Fig 1. Activated PEA-15^-/- T cells have impaired proliferation, and reduced IL-2 & IFNγ production.

(A & B) Purified lymph node (LN) CD4⁺ T cells of PEA-15 ^-/—and PEA-15 ^+/+ mice were stimulated with 0.1μg/ml or 2μg/ml (when indicated) of anti-CD3, with or without anti-CD28 (2μg/ml), in the presence or not of recombinant IL-2 (50U/mL). Proliferation was analyzed (A) by flow cytometry analysis of CFSE-labeled cells (numbers indicate the percentage of cells in each division at 72H, data are representative of 4 independent experiments) and (B) by enumeration of cells at the indicated time by trypan blue exclusion test. Data shown are means +/- SEM of 3 independent experiments (* p< 0.05). (C) PEA-15 ^-/—and PEA-15 ^+/+ T cells treated without (control) or with ConA mitogen for 18H, were analysed for CD25 and CD122 expression by flow cytometry at 12H and 24H after stimulation, respectively. The data shown were obtained using PE-labeled mAbs specific for CD25 and CD122 and FITC-labeled mAbs specific for CD4, and are gated on CD4-FITC positive cells. The percentage of cells in each quadrant is indicated. These values are representative of 6 experiments. (D) LN T cells from PEA-15 ^-/- mice and PEA-15 ^+/+ littermates were treated as in (A & B) for 72H. Flow cytometry of cells stained with propidium iodide (PI) gated on CD4+ cells was performed for cell cycle analysis.
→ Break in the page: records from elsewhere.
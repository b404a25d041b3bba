//! Telemetry utilities for command timing and span construction.

use std::time::Instant;

/// Guard for timing command execution and recording metrics.
///
/// Records command latency when dropped, so early returns and unwinds are
/// still counted.
pub struct CommandTimer {
    command: &'static str,
    start: Instant,
}

impl CommandTimer {
    /// Start timing a command.
    pub fn new(command: &'static str) -> Self {
        Self {
            command,
            start: Instant::now(),
        }
    }
}

impl Drop for CommandTimer {
    fn drop(&mut self) {
        let duration = self.start.elapsed().as_secs_f64();
        crate::metrics::record_command(self.command, duration);
    }
}

/// Standardized span constructors.
pub mod spans {
    use tracing::{Span, info_span};

    /// Create a span for a client connection.
    pub fn connection(conn: &str, peer: &str, transport: &'static str) -> Span {
        info_span!("connection", conn = %conn, peer = %peer, transport)
    }

    /// Create a span for a command execution.
    pub fn command(name: &'static str, conn: &str) -> Span {
        info_span!("command", name, conn = %conn)
    }
}
//! Integration test common infrastructure.
//!
//! Provides an in-process test server and line/WebSocket test clients with
//! receive timeouts.

pub mod client;
pub mod server;

#[allow(unused_imports)]
pub use client::{TestClient, WsTestClient};
#[allow(unused_imports)]
pub use server::TestServer;
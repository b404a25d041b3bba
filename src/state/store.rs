//! Session store: connection id to session.
//!
//! # Thread Safety
//!
//! All operations are thread-safe via DashMap. Values are cloned in and out,
//! so no shard lock outlives a single call. Each connection task only touches
//! its own key, which keeps sessions private to their connection.

use super::dashmap_ext::DashMapExt;
use super::session::{ConnectionId, Session};
use dashmap::DashMap;
use dashmap::mapref::entry::Entry;
use tracing::debug;

/// Sessions of every live connection.
#[derive(Debug, Default)]
pub struct SessionStore {
    sessions: DashMap<ConnectionId, Session>,
}

impl SessionStore {
    pub fn new() -> Self {
        Self::default()
    }

    /// Return the session for `id`, creating an empty one if none exists.
    ///
    /// Repeated calls with the same id never create a second session.
    pub fn get_or_create(&self, id: &str) -> Session {
        match self.sessions.entry(id.to_string()) {
            Entry::Occupied(existing) => existing.get().clone(),
            Entry::Vacant(slot) => {
                debug!(conn = %id, "Session created");
                slot.insert(Session::new(id)).value().clone()
            }
        }
    }

    /// Return the session for `id` without creating one.
    pub fn get(&self, id: &str) -> Option<Session> {
        self.sessions.get_cloned(id)
    }

    /// Replace the stored session with `session`.
    ///
    /// Returns `false` (and stores nothing) when no session exists for
    /// `session.id`, so a commit racing a removal cannot resurrect it.
    pub fn commit(&self, session: Session) -> bool {
        match self.sessions.get_mut(&session.id) {
            Some(mut slot) => {
                *slot = session;
                true
            }
            None => false,
        }
    }

    /// Remove and return the session for `id`.
    pub fn remove(&self, id: &str) -> Option<Session> {
        let removed = self.sessions.remove(id).map(|(_, session)| session);
        if removed.is_some() {
            debug!(conn = %id, "Session removed");
        }
        removed
    }

    pub fn contains(&self, id: &str) -> bool {
        self.sessions.contains_key(id)
    }

    pub fn len(&self) -> usize {
        self.sessions.len()
    }

    pub fn is_empty(&self) -> bool {
        self.sessions.is_empty()
    }
}
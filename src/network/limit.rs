//! Rate limiting for flood protection.
//!
//! Implements a token bucket algorithm for limiting inbound commands on one
//! connection.

use crate::config::LimitsConfig;
use std::time::Instant;

/// Token bucket rate limiter.
///
/// Uses a token bucket algorithm where:
/// - Tokens are added at a fixed rate per second
/// - Each command costs 1 token
/// - If no tokens are available, the command is rejected (rate limit exceeded)
#[derive(Debug)]
pub struct RateLimiter {
    tokens: f32,
    last_check: Instant,
    rate: f32,
    capacity: f32,
}

impl RateLimiter {
    /// Create a new rate limiter.
    ///
    /// # Arguments
    /// * `rate` - Tokens added per second
    /// * `capacity` - Maximum token capacity (burst size)
    pub fn new(rate: f32, capacity: f32) -> Self {
        Self {
            tokens: capacity,
            last_check: Instant::now(),
            rate,
            capacity,
        }
    }

    /// A limiter for one connection under `limits`.
    pub fn from_limits(limits: &LimitsConfig) -> Self {
        Self::new(limits.message_rate, limits.message_burst)
    }

    /// Check if a command can be processed.
    ///
    /// Returns `true` if the command is allowed (token consumed),
    /// `false` if the rate limit is exceeded.
    pub fn check(&mut self) -> bool {
        let now = Instant::now();
        let elapsed = now.duration_since(self.last_check).as_secs_f32();
        self.last_check = now;

        self.tokens = (self.tokens + elapsed * self.rate).min(self.capacity);

        if self.tokens >= 1.0 {
            self.tokens -= 1.0;
            true
        } else {
            false
        }
    }
}
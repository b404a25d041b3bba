//! Presentation of responses.
//!
//! Rendering is a pure function of a [`Response`]: no session state, no I/O.
//! Each listener picks one [`RenderFormat`].

mod html;
mod text;

pub use html::HtmlRender;
pub use text::TextRender;

use crate::response::Response;
use serde::Deserialize;
use std::fmt;
use std::str::FromStr;
use thiserror::Error;

/// Turns a response into a displayable string.
pub trait Render: Send + Sync {
    /// Render `response`.
    fn render(&self, response: &Response) -> String;
}

/// Renders the response as a JSON document.
#[derive(Debug, Clone, Copy, Default)]
pub struct JsonRender;

impl Render for JsonRender {
    fn render(&self, response: &Response) -> String {
        match serde_json::to_string(response) {
            Ok(json) => json,
            Err(_) => {
                r#"{"reply":{"kind":"fault","fault":"internal"},"severity":"error","menu":[]}"#
                    .to_string()
            }
        }
    }
}

/// Selects a renderer by name.
#[derive(Debug, Clone, Copy, Default, PartialEq, Eq, Deserialize)]
#[serde(rename_all = "lowercase")]
pub enum RenderFormat {
    /// Markup for the browser chat client.
    Html,
    /// Plain text for line-oriented clients.
    #[default]
    Text,
    /// JSON for programmatic clients.
    Json,
}

impl Render for RenderFormat {
    fn render(&self, response: &Response) -> String {
        match self {
            Self::Html => HtmlRender.render(response),
            Self::Text => TextRender.render(response),
            Self::Json => JsonRender.render(response),
        }
    }
}

/// Returned when parsing an unknown [`RenderFormat`] name.
#[derive(Debug, Clone, PartialEq, Eq, Error)]
#[error("unknown render format: {0}")]
pub struct UnknownFormat(pub String);

impl FromStr for RenderFormat {
    type Err = UnknownFormat;

    fn from_str(s: &str) -> Result<Self, Self::Err> {
        match s.to_ascii_lowercase().as_str() {
            "html" => Ok(Self::Html),
            "text" => Ok(Self::Text),
            "json" => Ok(Self::Json),
            _ => Err(UnknownFormat(s.to_string())),
        }
    }
}

impl fmt::Display for RenderFormat {
    fn fmt(&self, f: &mut fmt::Formatter<'_>) -> fmt::Result {
        f.write_str(match self {
            Self::Html => "html",
            Self::Text => "text",
            Self::Json => "json",
        })
    }
}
Histograms of the percentage of cells in the S and G2/M phases of the cell cycle of a representative experiment (D/upper panel) and cumulative data of 4 independents experiments +/-SD (* p< 0.05) (D/lower panel) are shown. (E) Purified T cells from PEA-15 ^-/- mice and PEA-15 ^+/+ littermates were stimulated as in (C). IL2 production in the culture supernatant was quantified by CTLL2 bioassay (n = 8; 3 independent experiments). Quantification of IL-4(Th2) and IFNγ (Th1) (n = 6; 3 independent experiments) in the culture supernatant was determined by ELISA (*p<0.05).